As I known, for an ideal model, the gap between training and validation RMSE should be small.

The reason I judge that overfitting occurs is because the difference between training and validation RMSE increases as n_estimators increase.

Do I need to increase the number of n_estimators constantly according to your reply even if the gap between raninng and Validation RMSE is large?

I’m sorry to ask too basic question.

I have a lot of questions because it is the first time to develop an ensemble model based on decision tree.

Thank you again for your kind answers.

If you are seeing overfitting, perhaps you can use early stopping against the validation dataset.

Thank you for fast reply.

In order to minimize the possibility of overfitting, I would like to make use of the difference ( (less than 1 % ) between the two RMSEs as a indicator of tree adding.

Is this standard reasonable

Use data to make decisions, perhaps test it?

Thanks for sharing this!

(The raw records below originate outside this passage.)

//! Filter expression compiler.

use crate::encode::Encoder;
use crate::error::{SqlishError, SqlishResult};
use crate::filter::{Filter, Operand, Pattern, like_type_error};
use crate::ident::{NameOptions, is_safe_name};
use crate::value::Value;

/// Output of compiling a filter.
///
/// `$eq` with a list compiles to [`Compiled::Values`]; the enclosing field
/// turns it into an OR group. Anywhere else a clause is required.
#[derive(Debug, Clone, PartialEq, Eq)]
pub enum Compiled {
    /// A boolean expression or operator fragment.
    Clause(String),
    /// Encoded literals from `$eq: [...]`.
    Values(Vec<String>),
}

impl Compiled {
    /// The clause text, failing on a bare value list.
    pub fn into_clause(self) -> SqlishResult<String> {
        match self {
            Compiled::Clause(c) => Ok(c),
            Compiled::Values(vs) => Err(SqlishError::malformed(format!(
                "$eq with a list of values needs a column: [{}]",
                vs.join(", ")
            ))),
        }
    }

    /// The clause text, if this is a clause.
    pub fn as_clause(&self) -> Option<&str> {
        match self {
            Compiled::Clause(c) => Some(c),
            Compiled::Values(_) => None,
        }
    }
}

/// Compile a filter with the given encoder.
pub(crate) fn compile(filter: &Filter, enc: &Encoder<'_>) -> SqlishResult<Compiled> {
    match filter {
        Filter::Field(key, operand) => field(key, operand, enc).map(Compiled::Clause),
        Filter::Eq(Operand::Value(v)) => Ok(Compiled::Clause(format!("= {}", enc.safely(v)?))),
        Filter::Eq(Operand::List(vs)) => Ok(Compiled::Values(
            vs.iter().map(|v| enc.safely(v)).collect::<SqlishResult<_>>()?,
        )),
        Filter::Eq(Operand::Filter(f)) => Err(SqlishError::injection(format!(
            "$eq takes a value or a list of values, not {f:?}"
        ))),
        Filter::Cmp(op, Operand::Value(v)) => {
            Ok(Compiled::Clause(format!("{} {}", op.symbol(), enc.safely(v)?)))
        }
        Filter::Cmp(op, Operand::Filter(f)) => Ok(Compiled::Clause(format!(
            "{} {}",
            op.symbol(),
            compile(f, enc)?.into_clause()?
        ))),
        Filter::Cmp(op, Operand::List(vs)) => Err(SqlishError::injection(format!(
            "{} takes a single value, not {vs:?}",
            op.tag()
        ))),
        Filter::And(fs) => join(fs, "$and", " AND ", enc).map(Compiled::Clause),
        Filter::Or(fs) => join(fs, "$or", " OR ", enc).map(Compiled::Clause),
        Filter::Like(pattern) => like(pattern, enc).map(Compiled::Clause),
    }
}

fn field(key: &str, operand: &Operand, enc: &Encoder<'_>) -> SqlishResult<String> {
    if key.starts_with('$') || !is_safe_name(key, NameOptions::FILTER_KEY) {
        return Err(SqlishError::injection(format!("{key} should be an object literal")));
    }
    match operand {
        Operand::Value(v) => Ok(format!("{key} = {}", enc.safely(v)?)),
        Operand::Filter(f) => match compile(f, enc)? {
            Compiled::Values(vs) => Ok(format!(
                "({})",
                vs.iter()
                    .map(|v| format!("{key} = {v}"))
                    .collect::<Vec<_>>()
                    .join(" OR ")
            )),
            Compiled::Clause(c) => Ok(format!("{key} {c}")),
        },
        Operand::List(vs) => Err(SqlishError::malformed(format!(
            "{key} takes a value or an object literal, not {vs:?}"
        ))),
    }
}

fn join(filters: &[Filter], tag: &str, sep: &str, enc: &Encoder<'_>) -> SqlishResult<String> {
    if filters.is_empty() {
        return Err(SqlishError::malformed(format!(
            "{tag} takes an array of objects as the value"
        )));
    }
    let parts = filters
        .iter()
        .map(|f| compile(f, enc)?.into_clause())
        .collect::<SqlishResult<Vec<_>>>()?;
    Ok(parts.join(sep))
}

fn like(pattern: &Pattern, enc: &Encoder<'_>) -> SqlishResult<String> {
    let encoded = match pattern {
        Pattern::Regex(re) => enc.safely(&Value::Text(re_to_sql_wildcard(re)))?,
        Pattern::Value(v @ (Value::Text(_) | Value::Int(_) | Value::Float(_) | Value::Bool(_))) => {
            enc.safely(v)?
        }
        Pattern::Value(_) => return Err(like_type_error()),
    };
    Ok(format!("LIKE {encoded}"))
}

/// Compile a filter with the standard dialect rules.
///
/// Use [`Sql::expr`](crate::Sql::expr) to honor a builder's dialect and
/// schema registry.
pub fn expr(filter: &Filter) -> SqlishResult<Compiled> {
    compile(filter, &Encoder::default())
}

/// Compile a filter and wrap it in parentheses.
pub fn p(filter: &Filter) -> SqlishResult<String> {
    Ok(format!("({})", expr(filter)?.into_clause()?))
}

/// Translate a narrow regular expression into a LIKE pattern.
///
/// `*` becomes `%`. Anchors decide where wildcards go: `^a` is `a%`, `a$` is
/// `%a`, `^a$` is `a` and an unanchored `a` is `%a%`. Anything else is
/// returned with only the `*` substitution applied.
pub fn re_to_sql_wildcard(re: &str) -> String {
    let s = re.replace('*', "%");
    let starts = s.starts_with('^');
    // Only the first `$` counts as an anchor.
    let ends = !s.is_empty() && s.find('$') == Some(s.len() - 1);
    match (starts, ends) {
        (true, true) => s[1..s.len() - 1].to_string(),
        (true, false) => format!("{}%", s[1..].trim_end()),
        (false, true) => format!("%{}", s[..s.len() - 1].trim_start()),
        (false, false) if !s.contains(['^', '$']) => format!("%{s}%"),
        (false, false) => s,
    }
}

#[cfg(test)]
mod tests {
    use super::*;
    use crate::dialect::Family;

    fn clause(f: Filter) -> String {
        expr(&f).unwrap().into_clause().unwrap()
    }

    #[test]
    fn fields_and_equality() {
        assert_eq!(clause(Filter::field("name", "George")), r#"name = "George""#);
        assert_eq!(clause(Filter::nested("name", Filter::eq("George"))), r#"name = "George""#);
        assert_eq!(clause(Filter::field("cnt", 3)), "cnt = 3");
        assert_eq!(clause(Filter::nested("cnt", Filter::eq(3))), "cnt = 3");
    }

    #[test]
    fn comparisons() {
        assert_eq!(clause(Filter::nested("cnt", Filter::gt(3))), "cnt > 3");
        assert_eq!(clause(Filter::nested("cnt", Filter::gte(3))), "cnt >= 3");
        assert_eq!(clause(Filter::nested("cnt", Filter::lt(3))), "cnt < 3");
        assert_eq!(clause(Filter::nested("cnt", Filter::lte(3))), "cnt <= 3");
        assert_eq!(clause(Filter::nested("cnt", Filter::ne(3))), "cnt != 3");
    }

    #[test]
    fn boolean_groups() {
        let names = |n: &[&str]| n.iter().map(|n| Filter::field("name", *n)).collect::<Vec<_>>();
        assert_eq!(
            clause(Filter::or(names(&["George", "Georgia"]))),
            r#"name = "George" OR name = "Georgia""#
        );
        assert_eq!(
            clause(Filter::or(names(&["George", "Georgia", "Wilma"]))),
            r#"name = "George" OR name = "Georgia" OR name = "Wilma""#
        );
        assert_eq!(
            clause(Filter::and(names(&["George", "Georgia", "Wilma"]))),
            r#"name = "George" AND name = "Georgia" AND name = "Wilma""#
        );
        assert_eq!(
            clause(Filter::or(vec![
                Filter::field("a", 1),
                Filter::field("a", 2),
                Filter::field("a", 3)
            ])),
            "a = 1 OR a = 2 OR a = 3"
        );
    }

    #[test]
    fn empty_groups_are_malformed() {
        let err = expr(&Filter::and(vec![])).unwrap_err();
        assert!(err.is_malformed());
        assert_eq!(err.to_string(), "$and takes an array of objects as the value");
    }

    #[test]
    fn eq_list_is_raw_values_until_wrapped() {
        assert_eq!(
            expr(&Filter::eq_any([1, 2, 3])).unwrap(),
            Compiled::Values(vec!["1".into(), "2".into(), "3".into()])
        );
        assert_eq!(
            clause(Filter::nested("id", Filter::eq_any([1, 2, 3]))),
            "(id = 1 OR id = 2 OR id = 3)"
        );
        let nested = Filter::and(vec![Filter::eq_any([1, 2])]);
        assert!(expr(&nested).unwrap_err().is_malformed());
    }

    #[test]
    fn parenthesized() {
        assert_eq!(p(&Filter::field("cnt", 3)).unwrap(), "(cnt = 3)");
        assert_eq!(
            p(&Filter::nested("name", Filter::like("John"))).unwrap(),
            r#"(name LIKE "John")"#
        );
        assert_eq!(p(&Filter::nested("name", Filter::like(5))).unwrap(), "(name LIKE 5)");
    }

    #[test]
    fn like_rejects_non_text() {
        let err = expr(&Filter::nested("name", Filter::like(Value::Null))).unwrap_err();
        assert!(err.is_malformed());
    }

    #[test]
    fn like_regex() {
        let like = |re: &str| clause(Filter::nested("name", Filter::like_regex(re)));
        assert_eq!(like("Albert"), r#"name LIKE "%Albert%""#);
        assert_eq!(like("^Albert"), r#"name LIKE "Albert%""#);
        assert_eq!(like("Albert$"), r#"name LIKE "%Albert""#);
        assert_eq!(like("^Albert$"), r#"name LIKE "Albert""#);
        assert_eq!(like("^Albert*Carrots"), r#"name LIKE "Albert%Carrots%""#);
        assert_eq!(like("^Albert*Carrots*bricks$"), r#"name LIKE "Albert%Carrots%bricks""#);
    }

    #[test]
    fn wildcard_translation() {
        assert_eq!(re_to_sql_wildcard("^Albert*Carrots$"), "Albert%Carrots");
        assert_eq!(re_to_sql_wildcard("a^b"), "a^b");
        assert_eq!(re_to_sql_wildcard("^"), "%");
    }

    #[test]
    fn field_keys_are_sanitized() {
        let err = expr(&Filter::field("id; DROP", 1)).unwrap_err();
        assert!(err.is_injection());
        assert!(err.to_string().contains("id; DROP"));
        assert!(expr(&Filter::field("$eq", 1)).unwrap_err().is_injection());
        assert_eq!(clause(Filter::field("test.id", 2)), "test.id = 2");
    }

    #[test]
    fn column_operands_stay_unquoted() {
        let f = Filter::column_eq("a.id", "b.a_id").unwrap();
        assert_eq!(clause(f), "a.id = b.a_id");
    }

    #[test]
    fn scalar_round_trip() {
        let enc = Encoder::default();
        for v in [Value::Int(7), Value::Text("x y".into()), Value::Bool(false), Value::Null] {
            let expected = format!("col = {}", enc.safely(&v).unwrap());
            assert_eq!(clause(Filter::Field("col".into(), Operand::Value(v))), expected);
        }
    }

    #[test]
    fn encoder_family_applies() {
        let enc = Encoder::new(Family::Sqlite);
        let out = compile(&Filter::field("name", "O'Brien"), &enc).unwrap();
        assert_eq!(out.as_clause(), Some(r#"name = "O''Brien""#));
    }
}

Looks amazing 🙂

Just curious, do you think the program would train the models continuously in a warm-start fashion (for example for GBM with 50 trees, just add one more tree to a 49-tree model) or it basically retrain a model every time from ground zero? Sorry I’m a beginner in Python and its packages so haven’t really figured this out by myself from the source code.

You’re welcome.

The model is retrained from scratch each time. Training from a warm start would be preferred, it might be possible with the API but I have not investigated.

If you explore this approach, let me know!